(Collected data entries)
○ ○ ○

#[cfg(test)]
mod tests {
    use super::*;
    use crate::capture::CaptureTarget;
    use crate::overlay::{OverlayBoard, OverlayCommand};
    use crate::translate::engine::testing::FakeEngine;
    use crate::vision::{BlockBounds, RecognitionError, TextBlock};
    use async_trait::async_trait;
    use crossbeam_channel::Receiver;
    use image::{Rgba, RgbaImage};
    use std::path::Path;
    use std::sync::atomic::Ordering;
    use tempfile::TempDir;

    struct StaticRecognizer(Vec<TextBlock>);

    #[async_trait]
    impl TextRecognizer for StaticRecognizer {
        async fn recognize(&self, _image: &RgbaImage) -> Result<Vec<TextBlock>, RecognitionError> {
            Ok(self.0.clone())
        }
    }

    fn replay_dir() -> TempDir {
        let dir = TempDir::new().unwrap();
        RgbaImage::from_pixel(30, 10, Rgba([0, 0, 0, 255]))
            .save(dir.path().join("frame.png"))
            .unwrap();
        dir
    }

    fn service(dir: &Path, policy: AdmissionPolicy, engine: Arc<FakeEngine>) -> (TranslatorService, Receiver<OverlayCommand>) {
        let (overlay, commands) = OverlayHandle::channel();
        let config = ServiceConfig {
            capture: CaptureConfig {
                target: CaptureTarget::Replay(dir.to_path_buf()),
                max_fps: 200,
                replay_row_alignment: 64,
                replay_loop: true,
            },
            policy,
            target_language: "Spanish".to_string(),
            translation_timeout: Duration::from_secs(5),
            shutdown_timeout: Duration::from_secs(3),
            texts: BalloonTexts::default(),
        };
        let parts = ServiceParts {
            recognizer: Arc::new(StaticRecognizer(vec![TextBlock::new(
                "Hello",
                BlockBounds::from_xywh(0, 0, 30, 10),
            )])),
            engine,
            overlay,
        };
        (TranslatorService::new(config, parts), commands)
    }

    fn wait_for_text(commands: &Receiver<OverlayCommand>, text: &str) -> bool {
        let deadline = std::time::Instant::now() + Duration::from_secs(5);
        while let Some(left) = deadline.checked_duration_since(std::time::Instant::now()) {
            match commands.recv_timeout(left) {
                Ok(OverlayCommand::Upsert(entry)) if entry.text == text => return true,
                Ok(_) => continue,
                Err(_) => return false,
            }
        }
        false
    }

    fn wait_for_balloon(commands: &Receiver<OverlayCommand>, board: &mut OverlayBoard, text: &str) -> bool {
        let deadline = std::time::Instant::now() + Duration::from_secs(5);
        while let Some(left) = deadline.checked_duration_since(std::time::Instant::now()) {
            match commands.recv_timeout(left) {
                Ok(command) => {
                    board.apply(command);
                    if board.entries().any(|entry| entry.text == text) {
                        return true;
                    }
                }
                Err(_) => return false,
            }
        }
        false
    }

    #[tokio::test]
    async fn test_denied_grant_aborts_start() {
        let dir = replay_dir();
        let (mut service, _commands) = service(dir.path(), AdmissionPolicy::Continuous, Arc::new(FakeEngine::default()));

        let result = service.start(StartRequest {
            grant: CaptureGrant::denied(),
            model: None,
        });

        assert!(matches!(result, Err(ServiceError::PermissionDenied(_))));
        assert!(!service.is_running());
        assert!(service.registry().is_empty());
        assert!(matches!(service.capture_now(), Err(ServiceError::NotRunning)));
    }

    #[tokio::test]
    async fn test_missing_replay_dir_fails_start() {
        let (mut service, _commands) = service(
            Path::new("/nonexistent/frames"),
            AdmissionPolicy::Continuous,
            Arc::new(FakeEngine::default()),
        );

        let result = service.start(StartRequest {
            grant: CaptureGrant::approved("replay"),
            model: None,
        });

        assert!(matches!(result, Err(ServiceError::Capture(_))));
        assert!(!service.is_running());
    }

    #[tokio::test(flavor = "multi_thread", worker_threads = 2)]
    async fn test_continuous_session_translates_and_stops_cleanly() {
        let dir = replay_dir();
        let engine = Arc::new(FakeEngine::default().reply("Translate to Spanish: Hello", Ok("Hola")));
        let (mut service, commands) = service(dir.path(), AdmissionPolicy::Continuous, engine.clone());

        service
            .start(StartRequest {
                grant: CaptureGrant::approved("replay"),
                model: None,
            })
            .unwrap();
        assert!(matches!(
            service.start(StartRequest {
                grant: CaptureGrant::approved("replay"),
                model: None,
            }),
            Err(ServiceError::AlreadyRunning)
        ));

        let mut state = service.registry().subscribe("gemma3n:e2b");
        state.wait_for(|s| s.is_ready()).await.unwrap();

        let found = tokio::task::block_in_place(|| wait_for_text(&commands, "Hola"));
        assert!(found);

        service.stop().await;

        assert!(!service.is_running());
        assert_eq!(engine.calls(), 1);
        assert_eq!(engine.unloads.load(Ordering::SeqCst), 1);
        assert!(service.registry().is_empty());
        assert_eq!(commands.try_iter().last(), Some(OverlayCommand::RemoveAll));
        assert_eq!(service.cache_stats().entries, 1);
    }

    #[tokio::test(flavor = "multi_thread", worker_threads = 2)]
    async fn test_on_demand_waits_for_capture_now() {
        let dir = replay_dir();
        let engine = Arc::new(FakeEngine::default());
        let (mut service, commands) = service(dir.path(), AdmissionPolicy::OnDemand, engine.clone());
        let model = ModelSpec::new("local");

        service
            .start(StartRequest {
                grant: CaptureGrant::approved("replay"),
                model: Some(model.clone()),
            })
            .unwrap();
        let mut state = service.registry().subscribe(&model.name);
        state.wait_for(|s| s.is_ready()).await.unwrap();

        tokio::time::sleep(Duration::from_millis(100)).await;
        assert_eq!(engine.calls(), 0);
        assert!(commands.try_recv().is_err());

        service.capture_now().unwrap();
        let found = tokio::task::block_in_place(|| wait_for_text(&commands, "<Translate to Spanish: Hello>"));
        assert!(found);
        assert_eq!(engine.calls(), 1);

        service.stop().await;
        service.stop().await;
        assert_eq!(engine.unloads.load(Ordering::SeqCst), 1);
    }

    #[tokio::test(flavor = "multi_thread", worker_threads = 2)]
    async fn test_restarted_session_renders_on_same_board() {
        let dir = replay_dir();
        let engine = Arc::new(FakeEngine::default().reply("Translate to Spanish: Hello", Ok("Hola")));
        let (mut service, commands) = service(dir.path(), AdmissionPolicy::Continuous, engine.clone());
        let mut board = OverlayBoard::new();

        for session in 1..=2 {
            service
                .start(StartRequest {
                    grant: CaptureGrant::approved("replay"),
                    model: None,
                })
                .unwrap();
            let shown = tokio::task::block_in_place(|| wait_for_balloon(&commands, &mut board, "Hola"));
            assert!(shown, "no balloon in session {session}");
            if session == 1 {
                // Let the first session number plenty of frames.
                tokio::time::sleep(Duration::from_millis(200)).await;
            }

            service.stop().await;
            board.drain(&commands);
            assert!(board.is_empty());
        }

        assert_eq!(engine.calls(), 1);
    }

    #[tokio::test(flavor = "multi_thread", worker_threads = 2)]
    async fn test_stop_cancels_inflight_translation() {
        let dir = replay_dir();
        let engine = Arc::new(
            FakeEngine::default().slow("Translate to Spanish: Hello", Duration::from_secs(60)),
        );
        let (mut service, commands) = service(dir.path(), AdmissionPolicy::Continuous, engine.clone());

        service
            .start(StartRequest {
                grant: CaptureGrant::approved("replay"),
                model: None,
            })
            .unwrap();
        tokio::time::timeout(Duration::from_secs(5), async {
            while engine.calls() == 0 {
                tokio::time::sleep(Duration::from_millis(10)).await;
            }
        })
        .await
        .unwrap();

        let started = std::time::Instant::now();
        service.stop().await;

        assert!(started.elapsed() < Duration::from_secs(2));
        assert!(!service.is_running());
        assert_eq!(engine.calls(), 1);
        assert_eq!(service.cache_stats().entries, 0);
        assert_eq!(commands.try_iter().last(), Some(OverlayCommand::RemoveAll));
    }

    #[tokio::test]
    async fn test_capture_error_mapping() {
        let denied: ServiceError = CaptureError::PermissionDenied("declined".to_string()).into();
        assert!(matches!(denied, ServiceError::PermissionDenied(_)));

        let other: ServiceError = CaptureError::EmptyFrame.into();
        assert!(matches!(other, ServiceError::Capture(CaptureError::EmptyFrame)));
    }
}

○ ○ ○

■ **TASK**: Word for word, please print every line from the beginning of the records to the line bearing "use std::path::Path;", counting both ends and stopping there.

■ **RESPONSE**:
#[cfg(test)]
mod tests {
    use super::*;
    use crate::capture::CaptureTarget;
    use crate::overlay::{OverlayBoard, OverlayCommand};
    use crate::translate::engine::testing::FakeEngine;
    use crate::vision::{BlockBounds, RecognitionError, TextBlock};
    use async_trait::async_trait;
    use crossbeam_channel::Receiver;
    use image::{Rgba, RgbaImage};
    use std::path::Path;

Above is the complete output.